impl Synchronizer {
    /// Build from tunables.
    pub fn new(config: SynchronizerConfig) -> Self {
        let gate = DeployGate::new(config.min_deploy_interval);
        Self { config, gate, locks: Mutex::new(HashMap::new()) }
    }

    /// The deploy gate (shared with pod-termination cleanup).
    pub fn gate(&self) -> &DeployGate {
        &self.gate
    }

    fn pod_lock(&self, pod: &str) -> Arc<tokio::sync::Mutex<()>> {
        Arc::clone(self.locks.lock().entry(pod.to_string()).or_default())
    }

    /// Sync one pod, retrying the whole attempt with exponential backoff on
    /// transient Dataplane errors.
    pub async fn sync_pod_with_backoff(
        &self,
        api: &dyn DataplaneApi,
        pod: &str,
        desired: &Config,
        artifact: &RenderedArtifact,
    ) -> Result<PodSyncReport> {
        let policy = ExponentialBackoff {
            max_elapsed_time: Some(Duration::from_secs(30)),
            ..ExponentialBackoff::default()
        };
        backoff::future::retry(policy, || async {
            self.sync_pod(api, pod, desired, artifact).await.map_err(|e| {
                if e.is_transient() {
                    warn!(pod, error = %e, "transient dataplane error, backing off");
                    backoff::Error::transient(e)
                } else {
                    backoff::Error::permanent(e)
                }
            })
        })
        .await
    }

    /// One sync attempt (with the in-place version-conflict retry loop).
    pub async fn sync_pod(
        &self,
        api: &dyn DataplaneApi,
        pod: &str,
        desired: &Config,
        artifact: &RenderedArtifact,
    ) -> Result<PodSyncReport> {
        let lock = self.pod_lock(pod);
        let _guard = lock.lock().await;
        let start = Instant::now();

        if self.gate.should_skip(pod, &artifact.checksum) {
            debug!(pod, "deploy vetoed by min-deploy interval");
            return Ok(self.report(pod, SyncOutcome::Skipped, artifact, OperationSummary::default(), 0, None, start));
        }

        let mut retries = 0u32;
        loop {
            let version = api.configuration_version().await?;
            let txn = api.open_transaction(version).await?;

            let live = match api.read_live(&txn).await {
                Ok(live) => live,
                Err(Error::Decode { path, message }) => {
                    warn!(pod, %path, %message, "live state undecodable, falling back to raw push");
                    let _ = api.abort_transaction(&txn).await;
                    return self.raw(api, pod, artifact, retries, start).await;
                }
                Err(e) => {
                    let _ = api.abort_transaction(&txn).await;
                    return Err(e);
                }
            };

            let plan = compare(desired, &live);
            if plan.is_empty() {
                let _ = api.abort_transaction(&txn).await;
                debug!(pod, checksum = %artifact.checksum, "live state already converged");
                return Ok(self.report(pod, SyncOutcome::Converged, artifact, OperationSummary::default(), retries, None, start));
            }
            if plan.requires_raw || plan.ops.len() > self.config.max_structured_operations {
                info!(
                    pod,
                    ops = plan.ops.len(),
                    requires_raw = plan.requires_raw,
                    "structured path abandoned, pushing raw configuration"
                );
                let _ = api.abort_transaction(&txn).await;
                return self.raw(api, pod, artifact, retries, start).await;
            }

            let mut conflicted = false;
            for op in &plan.ops {
                match api.apply(op, &txn).await {
                    Ok(()) => {}
                    Err(htc_dataplane::Error::VersionConflict { current }) => {
                        debug!(pod, current, element = %op.describe, "conflict mid-transaction");
                        conflicted = true;
                        break;
                    }
                    Err(e) => {
                        let _ = api.abort_transaction(&txn).await;
                        return Err(e.into());
                    }
                }
            }
            if conflicted {
                let _ = api.abort_transaction(&txn).await;
                retries += 1;
                if retries > self.config.max_version_conflict_retries {
                    return Err(Error::RetriesExhausted { retries });
                }
                continue;
            }

            match api.commit_transaction(&txn).await {
                Ok(outcome) => {
                    let mut summary = plan.summary();
                    let aux_ops = api.sync_auxiliary(artifact).await?;
                    summary.updates += aux_ops;
                    summary.total += aux_ops;
                    self.gate.record(pod, &artifact.checksum);
                    info!(
                        pod,
                        checksum = %artifact.checksum,
                        ops = summary.total,
                        reload = outcome.reload_required,
                        retries,
                        "configuration applied"
                    );
                    return Ok(self.report(pod, SyncOutcome::Applied, artifact, summary, retries, Some(outcome), start));
                }
                Err(htc_dataplane::Error::VersionConflict { current }) => {
                    debug!(pod, current, "commit hit a version conflict, reopening");
                    retries += 1;
                    if retries > self.config.max_version_conflict_retries {
                        return Err(Error::RetriesExhausted { retries });
                    }
                }
                Err(e) => return Err(e.into()),
            }
        }
    }

    /// Read-only drift probe: open, read, compare, abort.
    pub async fn check_drift(
        &self,
        api: &dyn DataplaneApi,
        pod: &str,
        desired: &Config,
    ) -> Result<bool> {
        let lock = self.pod_lock(pod);
        let _guard = lock.lock().await;
        let version = api.configuration_version().await?;
        let txn = api.open_transaction(version).await?;
        let result = api.read_live(&txn).await.map(|live| !compare(desired, &live).is_empty());
        let _ = api.abort_transaction(&txn).await;
        result
    }

    async fn raw(
        &self,
        api: &dyn DataplaneApi,
        pod: &str,
        artifact: &RenderedArtifact,
        mut retries: u32,
        start: Instant,
    ) -> Result<PodSyncReport> {
        loop {
            let version = api.configuration_version().await?;
            match api.raw_push(&artifact.main_config, version).await {
                Ok(outcome) => {
                    let aux_ops = api.sync_auxiliary(artifact).await?;
                    let summary = OperationSummary::new(0, 1 + aux_ops, 0);
                    self.gate.record(pod, &artifact.checksum);
                    info!(pod, checksum = %artifact.checksum, "raw configuration pushed");
                    let mut report = self.report(pod, SyncOutcome::RawPushed, artifact, summary, retries, Some(outcome), start);
                    report.fallback_used = true;
                    return Ok(report);
                }
                Err(htc_dataplane::Error::VersionConflict { current }) => {
                    debug!(pod, current, "raw push hit a version conflict");
                    retries += 1;
                    if retries > self.config.max_version_conflict_retries {
                        return Err(Error::RetriesExhausted { retries });
                    }
                }
                Err(e) => return Err(e.into()),
            }
        }
    }

    #[allow(clippy::too_many_arguments)]
    fn report(
        &self,
        pod: &str,
        outcome: SyncOutcome,
        artifact: &RenderedArtifact,
        summary: OperationSummary,
        retries: u32,
        commit: Option<CommitOutcome>,
        start: Instant,
    ) -> PodSyncReport {
        PodSyncReport {
            pod: pod.to_string(),
            outcome,
            checksum: artifact.checksum.clone(),
            summary,
            version_conflict_retries: retries,
            fallback_used: false,
            reload_required: commit.as_ref().is_some_and(|c| c.reload_required),
            reload_id: commit.and_then(|c| c.reload_id),
            duration: start.elapsed(),
        }
    }
}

◆ ◆ ◆ ◆ ◆

◆ **Assignment**: Transcribe the listing above exactly, including every line.

◆ **Solution**:
impl Synchronizer {
    /// Build from tunables.
    pub fn new(config: SynchronizerConfig) -> Self {
        let gate = DeployGate::new(config.min_deploy_interval);
        Self { config, gate, locks: Mutex::new(HashMap::new()) }
    }

    /// The deploy gate (shared with pod-termination cleanup).
    pub fn gate(&self) -> &DeployGate {
        &self.gate
    }

    fn pod_lock(&self, pod: &str) -> Arc<tokio::sync::Mutex<()>> {
        Arc::clone(self.locks.lock().entry(pod.to_string()).or_default())
    }

    /// Sync one pod, retrying the whole attempt with exponential backoff on
    /// transient Dataplane errors.
    pub async fn sync_pod_with_backoff(
        &self,
        api: &dyn DataplaneApi,
        pod: &str,
        desired: &Config,
        artifact: &RenderedArtifact,
    ) -> Result<PodSyncReport> {
        let policy = ExponentialBackoff {
            max_elapsed_time: Some(Duration::from_secs(30)),
            ..ExponentialBackoff::default()
        };
        backoff::future::retry(policy, || async {
            self.sync_pod(api, pod, desired, artifact).await.map_err(|e| {
                if e.is_transient() {
                    warn!(pod, error = %e, "transient dataplane error, backing off");
                    backoff::Error::transient(e)
                } else {
                    backoff::Error::permanent(e)
                }
            })
        })
        .await
    }

    /// One sync attempt (with the in-place version-conflict retry loop).
    pub async fn sync_pod(
        &self,
        api: &dyn DataplaneApi,
        pod: &str,
        desired: &Config,
        artifact: &RenderedArtifact,
    ) -> Result<PodSyncReport> {
        let lock = self.pod_lock(pod);
        let _guard = lock.lock().await;
        let start = Instant::now();

        if self.gate.should_skip(pod, &artifact.checksum) {
            debug!(pod, "deploy vetoed by min-deploy interval");
            return Ok(self.report(pod, SyncOutcome::Skipped, artifact, OperationSummary::default(), 0, None, start));
        }

        let mut retries = 0u32;
        loop {
            let version = api.configuration_version().await?;
            let txn = api.open_transaction(version).await?;

            let live = match api.read_live(&txn).await {
                Ok(live) => live,
                Err(Error::Decode { path, message }) => {
                    warn!(pod, %path, %message, "live state undecodable, falling back to raw push");
                    let _ = api.abort_transaction(&txn).await;
                    return self.raw(api, pod, artifact, retries, start).await;
                }
                Err(e) => {
                    let _ = api.abort_transaction(&txn).await;
                    return Err(e);
                }
            };

            let plan = compare(desired, &live);
            if plan.is_empty() {
                let _ = api.abort_transaction(&txn).await;
                debug!(pod, checksum = %artifact.checksum, "live state already converged");
                return Ok(self.report(pod, SyncOutcome::Converged, artifact, OperationSummary::default(), retries, None, start));
            }
            if plan.requires_raw || plan.ops.len() > self.config.max_structured_operations {
                info!(
                    pod,
                    ops = plan.ops.len(),
                    requires_raw = plan.requires_raw,
                    "structured path abandoned, pushing raw configuration"
                );
                let _ = api.abort_transaction(&txn).await;
                return self.raw(api, pod, artifact, retries, start).await;
            }

            let mut conflicted = false;
            for op in &plan.ops {
                match api.apply(op, &txn).await {
                    Ok(()) => {}
                    Err(htc_dataplane::Error::VersionConflict { current }) => {
                        debug!(pod, current, element = %op.describe, "conflict mid-transaction");
                        conflicted = true;
                        break;
                    }
                    Err(e) => {
                        let _ = api.abort_transaction(&txn).await;
                        return Err(e.into());
                    }
                }
            }
            if conflicted {
                let _ = api.abort_transaction(&txn).await;
                retries += 1;
                if retries > self.config.max_version_conflict_retries {
                    return Err(Error::RetriesExhausted { retries });
                }
                continue;
            }

            match api.commit_transaction(&txn).await {
                Ok(outcome) => {
                    let mut summary = plan.summary();
                    let aux_ops = api.sync_auxiliary(artifact).await?;
                    summary.updates += aux_ops;
                    summary.total += aux_ops;
                    self.gate.record(pod, &artifact.checksum);
                    info!(
                        pod,
                        checksum = %artifact.checksum,
                        ops = summary.total,
                        reload = outcome.reload_required,
                        retries,
                        "configuration applied"
                    );
                    return Ok(self.report(pod, SyncOutcome::Applied, artifact, summary, retries, Some(outcome), start));
                }
                Err(htc_dataplane::Error::VersionConflict { current }) => {
                    debug!(pod, current, "commit hit a version conflict, reopening");
                    retries += 1;
                    if retries > self.config.max_version_conflict_retries {
                        return Err(Error::RetriesExhausted { retries });
                    }
                }
                Err(e) => return Err(e.into()),
            }
        }
    }

    /// Read-only drift probe: open, read, compare, abort.
    pub async fn check_drift(
        &self,
        api: &dyn DataplaneApi,
        pod: &str,
        desired: &Config,
    ) -> Result<bool> {
        let lock = self.pod_lock(pod);
        let _guard = lock.lock().await;
        let version = api.configuration_version().await?;
        let txn = api.open_transaction(version).await?;
        let result = api.read_live(&txn).await.map(|live| !compare(desired, &live).is_empty());
        let _ = api.abort_transaction(&txn).await;
        result
    }

    async fn raw(
        &self,
        api: &dyn DataplaneApi,
        pod: &str,
        artifact: &RenderedArtifact,
        mut retries: u32,
        start: Instant,
    ) -> Result<PodSyncReport> {
        loop {
            let version = api.configuration_version().await?;
            match api.raw_push(&artifact.main_config, version).await {
                Ok(outcome) => {
                    let aux_ops = api.sync_auxiliary(artifact).await?;
                    let summary = OperationSummary::new(0, 1 + aux_ops, 0);
                    self.gate.record(pod, &artifact.checksum);
                    info!(pod, checksum = %artifact.checksum, "raw configuration pushed");
                    let mut report = self.report(pod, SyncOutcome::RawPushed, artifact, summary, retries, Some(outcome), start);
                    report.fallback_used = true;
                    return Ok(report);
                }
                Err(htc_dataplane::Error::VersionConflict { current }) => {
                    debug!(pod, current, "raw push hit a version conflict");
                    retries += 1;
                    if retries > self.config.max_version_conflict_retries {
                        return Err(Error::RetriesExhausted { retries });
                    }
                }
                Err(e) => return Err(e.into()),
            }
        }
    }

    #[allow(clippy::too_many_arguments)]
    fn report(
        &self,
        pod: &str,
        outcome: SyncOutcome,
        artifact: &RenderedArtifact,
        summary: OperationSummary,
        retries: u32,
        commit: Option<CommitOutcome>,
        start: Instant,
    ) -> PodSyncReport {
        PodSyncReport {
            pod: pod.to_string(),
            outcome,
            checksum: artifact.checksum.clone(),
            summary,
            version_conflict_retries: retries,
            fallback_used: false,
            reload_required: commit.as_ref().is_some_and(|c| c.reload_required),
            reload_id: commit.and_then(|c| c.reload_id),
            duration: start.elapsed(),
        }
    }
}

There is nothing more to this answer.